訪問介護・訪問看護では、居宅から受け取った予定を介護ソフトへ取り込み、提供後の実績を返す流れが中心です。受信した予定と、現場で記録した実績、請求データの間に差異がある場合、どの情報を正とし、誰が修正するかを決めておきます。

場面確認内容担当例
予定受信利用者、対象月、回数、サービス内容事務・サービス提供責任者
予定変更変更元、変更日、再送・再取込の要否居宅担当者とサービス側担当者
実績確定記録、実績、請求データの一致管理者・請求担当
実績送信対象月、送信先、件数、送信結果請求担当

医療保険の訪問看護と混同しない

ケアプランデータ連携で扱う介護保険側の予定・実績と、医療保険請求や医療機関との文書連携は別の業務です。
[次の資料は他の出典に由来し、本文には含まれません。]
//! Stats module - derived percent-change metrics

mod calculator;

pub use calculator::{CalcError, ChangeCalculator, ChangeSign, SeriesChange};
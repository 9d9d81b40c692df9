//! GUI module - User interface components

mod app;
mod chart_viewer;
mod control_panel;

pub use app::RentDashApp;
pub use chart_viewer::ChartViewer;
pub use control_panel::{ControlPanel, ControlPanelAction};
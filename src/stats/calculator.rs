//! Change Calculator Module
//! Computes the percent change of every series between the selection's
//! start and end dates.

use polars::prelude::*;
use thiserror::Error;

use crate::data::{round2, DATE_COL};

#[derive(Error, Debug)]
pub enum CalcError {
    #[error("Polars error: {0}")]
    PolarsError(#[from] PolarsError),
    #[error("Date '{0}' is not in the filtered table")]
    MissingDate(String),
}

/// Sign tag driving the bar color in the percent-change chart.
#[derive(Debug, Clone, Copy, PartialEq, Eq)]
pub enum ChangeSign {
    Negative,
    NonNegative,
}

/// Percent change of one series between the start and end dates.
#[derive(Debug, Clone, PartialEq)]
pub struct SeriesChange {
    pub series: String,
    /// `(end - start) / start * 100`, rounded to 2 decimals. `None` when
    /// the start value is zero or either endpoint is null; such a series
    /// simply has no defined change and does not affect the others.
    pub percent: Option<f64>,
    pub sign: Option<ChangeSign>,
}

/// Derives the percent-change table from a filtered (and possibly joined)
/// table. Pure function of its inputs.
pub struct ChangeCalculator;

impl ChangeCalculator {
    /// One [`SeriesChange`] per non-date column, in column order.
    pub fn compute(
        table: &DataFrame,
        start_date: &str,
        end_date: &str,
    ) -> Result<Vec<SeriesChange>, CalcError> {
        let dates = table.column(DATE_COL)?.str()?;
        let start_row = Self::row_of(dates, start_date)
            .ok_or_else(|| CalcError::MissingDate(start_date.to_string()))?;
        let end_row = Self::row_of(dates, end_date)
            .ok_or_else(|| CalcError::MissingDate(end_date.to_string()))?;

        let mut changes = Vec::with_capacity(table.width().saturating_sub(1));
        for column in table.get_columns() {
            if column.name().as_str() == DATE_COL {
                continue;
            }
            let values_f64 = column.cast(&DataType::Float64)?;
            let values = values_f64.f64()?;

            let percent = match (values.get(start_row), values.get(end_row)) {
                (Some(start), Some(end)) if start != 0.0 => {
                    Some(round2((end - start) / start * 100.0))
                }
                _ => None,
            };
            let sign = percent.map(|p| {
                if p < 0.0 {
                    ChangeSign::Negative
                } else {
                    ChangeSign::NonNegative
                }
            });

            changes.push(SeriesChange {
                series: column.name().to_string(),
                percent,
                sign,
            });
        }
        Ok(changes)
    }

    fn row_of(dates: &StringChunked, date: &str) -> Option<usize> {
        dates.into_iter().position(|v| v == Some(date))
    }
}

#[cfg(test)]
mod tests {
    use super::*;

    fn table(a: [Option<f64>; 2], b: [Option<f64>; 2]) -> DataFrame {
        DataFrame::new(vec![
            Column::new(DATE_COL.into(), vec!["2020-01-31", "2020-02-29"]),
            Column::new("A".into(), a.to_vec()),
            Column::new("B".into(), b.to_vec()),
        ])
        .unwrap()
    }

    #[test]
    fn computes_signed_percent_changes() {
        let table = table([Some(100.0), Some(110.0)], [Some(200.0), Some(190.0)]);
        let changes = ChangeCalculator::compute(&table, "2020-01-31", "2020-02-29").unwrap();

        assert_eq!(
            changes,
            vec![
                SeriesChange {
                    series: "A".to_string(),
                    percent: Some(10.0),
                    sign: Some(ChangeSign::NonNegative),
                },
                SeriesChange {
                    series: "B".to_string(),
                    percent: Some(-5.0),
                    sign: Some(ChangeSign::Negative),
                },
            ]
        );
    }

    #[test]
    fn zero_start_value_yields_no_change_for_that_series_only() {
        let table = table([Some(0.0), Some(110.0)], [Some(200.0), Some(190.0)]);
        let changes = ChangeCalculator::compute(&table, "2020-01-31", "2020-02-29").unwrap();

        assert_eq!(changes[0].percent, None);
        assert_eq!(changes[0].sign, None);
        assert_eq!(changes[1].percent, Some(-5.0));
    }

    #[test]
    fn null_endpoint_yields_no_change() {
        let table = table([None, Some(110.0)], [Some(200.0), None]);
        let changes = ChangeCalculator::compute(&table, "2020-01-31", "2020-02-29").unwrap();

        assert_eq!(changes[0].percent, None);
        assert_eq!(changes[1].percent, None);
    }

    #[test]
    fn compute_is_idempotent() {
        let table = table([Some(100.0), Some(103.3)], [Some(200.0), Some(190.0)]);
        let first = ChangeCalculator::compute(&table, "2020-01-31", "2020-02-29").unwrap();
        let second = ChangeCalculator::compute(&table, "2020-01-31", "2020-02-29").unwrap();
        assert_eq!(first, second);
    }

    #[test]
    fn missing_date_is_an_error() {
        let table = table([Some(100.0), Some(110.0)], [Some(200.0), Some(190.0)]);
        let err = ChangeCalculator::compute(&table, "2020-01-31", "2020-03-31").unwrap_err();
        assert!(matches!(err, CalcError::MissingDate(date) if date == "2020-03-31"));
    }
}
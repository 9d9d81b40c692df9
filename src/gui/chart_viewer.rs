//! Chart Viewer Widget
//! Central panel showing the rent line chart and the percent-change bar
//! chart for the current view, or a guidance message.

use crate::charts::ChartPlotter;
use crate::view::DashboardView;
use egui::{RichText, ScrollArea};

const LINE_CHART_HEIGHT: f32 = 340.0;
const BAR_CHART_HEIGHT: f32 = 280.0;

/// Central display area for the computed dashboard view.
pub struct ChartViewer {
    pub view: Option<DashboardView>,
}

impl Default for ChartViewer {
    fn default() -> Self {
        Self { view: None }
    }
}

impl ChartViewer {
    pub fn new() -> Self {
        Self::default()
    }

    /// Clear the display (e.g. while a new file loads).
    pub fn clear(&mut self) {
        self.view = None;
    }

    pub fn set_view(&mut self, view: DashboardView) {
        self.view = Some(view);
    }

    /// Draw the current view.
    pub fn show(&mut self, ui: &mut egui::Ui) {
        match &self.view {
            None => {
                ui.centered_and_justified(|ui| {
                    ui.label(RichText::new("No Data").size(20.0));
                });
            }
            Some(DashboardView::Guidance(message)) => {
                ui.centered_and_justified(|ui| {
                    ui.label(RichText::new(*message).size(16.0));
                });
            }
            Some(DashboardView::Chart(chart)) => {
                ScrollArea::vertical().auto_shrink([false, false]).show(ui, |ui| {
                    ui.add_space(5.0);
                    ui.label(RichText::new("Rent of Cities Over Time").size(16.0).strong());
                    ui.add_space(5.0);
                    ChartPlotter::draw_rent_chart(ui, chart, LINE_CHART_HEIGHT);

                    ui.add_space(15.0);
                    ui.separator();
                    ui.add_space(10.0);

                    ui.label(RichText::new("Percent Change").size(16.0).strong());
                    ui.add_space(5.0);
                    ChartPlotter::draw_change_chart(ui, &chart.changes, BAR_CHART_HEIGHT);
                });
            }
        }
    }
}
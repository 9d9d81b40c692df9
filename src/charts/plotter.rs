//! Chart Plotter Module
//! Creates the interactive rent-trend and percent-change visualizations
//! using egui_plot.

use crate::data::DATE_COL;
use crate::stats::{ChangeSign, SeriesChange};
use crate::view::ChartView;
use egui::Color32;
use egui_plot::{Bar, BarChart, Legend, Line, Plot, PlotPoints};
use polars::prelude::*;

/// Bar colors by change sign
pub const NEGATIVE_COLOR: Color32 = Color32::from_rgb(220, 53, 69); // Red
pub const NON_NEGATIVE_COLOR: Color32 = Color32::from_rgb(40, 167, 69); // Green

/// Color palette for line series
pub const PALETTE: [Color32; 10] = [
    Color32::from_rgb(52, 152, 219),  // Blue
    Color32::from_rgb(231, 76, 60),   // Red
    Color32::from_rgb(46, 204, 113),  // Green
    Color32::from_rgb(155, 89, 182),  // Purple
    Color32::from_rgb(243, 156, 18),  // Orange
    Color32::from_rgb(26, 188, 156),  // Teal
    Color32::from_rgb(233, 30, 99),   // Pink
    Color32::from_rgb(0, 188, 212),   // Cyan
    Color32::from_rgb(255, 87, 34),   // Deep Orange
    Color32::from_rgb(121, 85, 72),   // Brown
];

/// Creates the dashboard charts using egui_plot.
pub struct ChartPlotter;

impl ChartPlotter {
    /// Get color for a series by its column position.
    pub fn series_color(index: usize) -> Color32 {
        PALETTE[index % PALETTE.len()]
    }

    /// Line chart of rent over time: x = date index (labelled with date
    /// strings), one line per series. Null cells break the line into
    /// separate segments instead of bridging the gap.
    pub fn draw_rent_chart(ui: &mut egui::Ui, view: &ChartView, height: f32) {
        let x_labels = view.dates();

        Plot::new("rent_lines")
            .height(height)
            .legend(Legend::default())
            .x_axis_label("Date")
            .y_axis_label("Average Rent (USD)")
            .allow_scroll(false)
            .x_axis_formatter(move |mark, _range| {
                let idx = mark.value.round() as usize;
                if mark.value >= 0.0 && idx < x_labels.len() {
                    x_labels[idx].clone()
                } else {
                    String::new()
                }
            })
            .show(ui, |plot_ui| {
                let mut series_idx = 0;
                for column in view.table.get_columns() {
                    if column.name().as_str() == DATE_COL {
                        continue;
                    }
                    let Ok(values_f64) = column.cast(&DataType::Float64) else {
                        continue;
                    };
                    let Ok(values) = values_f64.f64() else {
                        continue;
                    };

                    let color = Self::series_color(series_idx);
                    series_idx += 1;

                    let mut segment: Vec<[f64; 2]> = Vec::new();
                    for (row, value) in values.into_iter().enumerate() {
                        match value {
                            Some(y) => segment.push([row as f64, y]),
                            None => {
                                Self::flush_segment(plot_ui, &mut segment, color, column.name());
                            }
                        }
                    }
                    Self::flush_segment(plot_ui, &mut segment, color, column.name());
                }
            });
    }

    fn flush_segment(
        plot_ui: &mut egui_plot::PlotUi,
        segment: &mut Vec<[f64; 2]>,
        color: Color32,
        name: &str,
    ) {
        if segment.is_empty() {
            return;
        }
        let points: PlotPoints = std::mem::take(segment).into_iter().collect();
        plot_ui.line(Line::new(points).color(color).width(1.5).name(name));
    }

    /// Horizontal percent-change bars, one per series, top-to-bottom in
    /// table column order. Negative changes are red, the rest green;
    /// series with an undefined change are skipped.
    pub fn draw_change_chart(ui: &mut egui::Ui, changes: &[SeriesChange], height: f32) {
        let count = changes.len();
        let y_labels: Vec<String> = changes.iter().map(|c| c.series.clone()).collect();

        Plot::new("percent_change")
            .height(height)
            .x_axis_label("Percent Change")
            .allow_scroll(false)
            .x_axis_formatter(|mark, _range| format!("{:.1}%", mark.value))
            .y_axis_formatter(move |mark, _range| {
                let idx = mark.value.round() as usize;
                if mark.value >= 0.0 && idx < y_labels.len() {
                    // Reversed so the first series reads from the top.
                    y_labels[count - 1 - idx].clone()
                } else {
                    String::new()
                }
            })
            .show(ui, |plot_ui| {
                for (i, change) in changes.iter().enumerate() {
                    let Some(percent) = change.percent else {
                        continue;
                    };
                    let color = match change.sign {
                        Some(ChangeSign::Negative) => NEGATIVE_COLOR,
                        _ => NON_NEGATIVE_COLOR,
                    };
                    let bar = Bar::new((count - 1 - i) as f64, percent)
                        .width(0.6)
                        .fill(color)
                        .name(&change.series);
                    plot_ui.bar_chart(BarChart::new(vec![bar]).horizontal());
                }
            });
    }
}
利用者ごとの保険種別と対象データを確認してください。

介護予防支援で注意すること

介護予防支援では、地域包括支援センター、指定介護予防支援事業所、委託を受けた居宅介護支援事業所など、計画作成と連携の役割が分かれる場合があります。製品によって利用者補足情報や各帳票の出力・取込対応が異なるため、事業所番号と役割を含めてソフト会社へ確認します。

対象になりやすい業務・別管理の業務

「介護事業所間の連携ならすべて対象」と考えると、医療文書や事業所独自様式まで置き換えられると誤認します。ケアプラン標準仕様で扱うデータと、別のシステム・文書で管理する情報を分けてください。

業務ケアプランデータ連携での考え方確認先
計画・利用票・提供票D1〜D7とソフトの対応範囲を確認標準仕様・介護ソフト会社
予定・実績送受信方向と締め処理を確認連携先・介護ソフト会社
医療保険の訪問看護介護保険側データと分けて管理請求・記録システムの担当
独自の連絡票・報告書標準仕様の対象外なら従来手段を維持法人・連携先の運用担当
請求データ予定・実績取込後の請求確定は別工程請求担当・介護ソフト会社

導入効果が出やすい連携先から始める

1

連携件数を集計する

相手別の利用者数、月間送受信件数、FAX・郵送回数、転記時間を集計します。

2

双方のソフト対応を確認する

V4、サービス、帳票、出力・取込、利用申請の状況を確認します。

3

少人数・1か月分で試行する

予定送信、受信・取込、実績送信、差分確認まで通して試します。

4

例外処理を決めて対象を拡大する

変更、取消、再送、未受信、エラー時の担当を決め、連携先を増やします。

サービス種別ではなく連携業務で対象を決める

同じサービス種別でも、連携する帳票、相手先、締め日、利用ソフトが異なります。まず月間件数が多く、送受信の担当者が決まっている連携先を選び、対象データと訂正方法を確認します。介護予防支援など対象範囲に注意が必要な業務は、制度資料とソフトの対応範囲を両方確認してから試行します。

対象業務を選ぶ基準

相手先が同じ標準仕様に対応している
月間件数と削減したい作業時間を把握した
訂正・取消・未着時の責任者が決まっている
対象外の業務をFAX等で残す範囲を決めた

まとめ

サービス種別より「送る人・受け取る人・確認する人」を明確に

居宅側とサービス側では主な送受信方向が異なります。利用中ソフトの対応範囲を確認し、予定変更や実績差分まで含む運用を決めてください。製品別の確認は介護ソフト別対応、導入状況は導入率・普及状況、初期設定は導入方法で解説しています。

最終確認日 2026.07.18
参考:

サービス種別・帳票・出力・取込の対応は介護ソフトごとに異なります。最新の標準仕様とベンダ公式情報を確認してください。